Only the lines running from the line with "sentences.push(sentence);" to the end of the records below belong in the answer, each copied exactly.

[Stored items]
Content starts

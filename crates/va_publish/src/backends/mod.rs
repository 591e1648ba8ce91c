pub mod github;
pub mod memory;

pub use github::{GithubConfig, GithubReleasePublisher};
pub use memory::MemoryPublisher;
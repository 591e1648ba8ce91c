//! Sentence helpers shared by extraction and slide layout.

/// Splits after `.`, `!` or `?` when followed by whitespace.
pub fn split_sentences(text: &str) -> Vec<&str> {
    let text = text.trim();
    let mut sentences = Vec::new();
    let mut start = 0;
    let mut prev_terminal = false;

    for (i, c) in text.char_indices() {
        if c.is_whitespace() && prev_terminal {
            let sentence = text[start..i].trim();
            if !sentence.is_empty() {
                sentences.push(sentence);
            }
            start = i;
        }
        prev_terminal = matches!(c, '.' | '!' | '?');
    }

    let tail = text[start..].trim();
    if !tail.is_empty() {
        sentences.push(tail);
    }
    sentences
}

pub fn first_sentence(text: &str) -> String {
    split_sentences(text)
        .first()
        .map(|s| s.to_string())
        .unwrap_or_default()
}

/// Everything after the first sentence.
pub fn rest_sentences(text: &str) -> String {
    let text = text.trim();
    let first = first_sentence(text);
    if first.is_empty() {
        return String::new();
    }
    text[first.len()..].trim().to_string()
}

pub fn truncate_chars(s: &str, max: usize) -> String {
    s.chars().take(max).collect()
}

Content ends

--- REPLY ---
                sentences.push(sentence);
            }
            start = i;
        }
        prev_terminal = matches!(c, '.' | '!' | '?');
    }

    let tail = text[start..].trim();
    if !tail.is_empty() {
        sentences.push(tail);
    }
    sentences
}

pub fn first_sentence(text: &str) -> String {
    split_sentences(text)
        .first()
        .map(|s| s.to_string())
        .unwrap_or_default()
}

/// Everything after the first sentence.
pub fn rest_sentences(text: &str) -> String {
    let text = text.trim();
    let first = first_sentence(text);
    if first.is_empty() {
        return String::new();
    }
    text[first.len()..].trim().to_string()
}

pub fn truncate_chars(s: &str, max: usize) -> String {
    s.chars().take(max).collect()
}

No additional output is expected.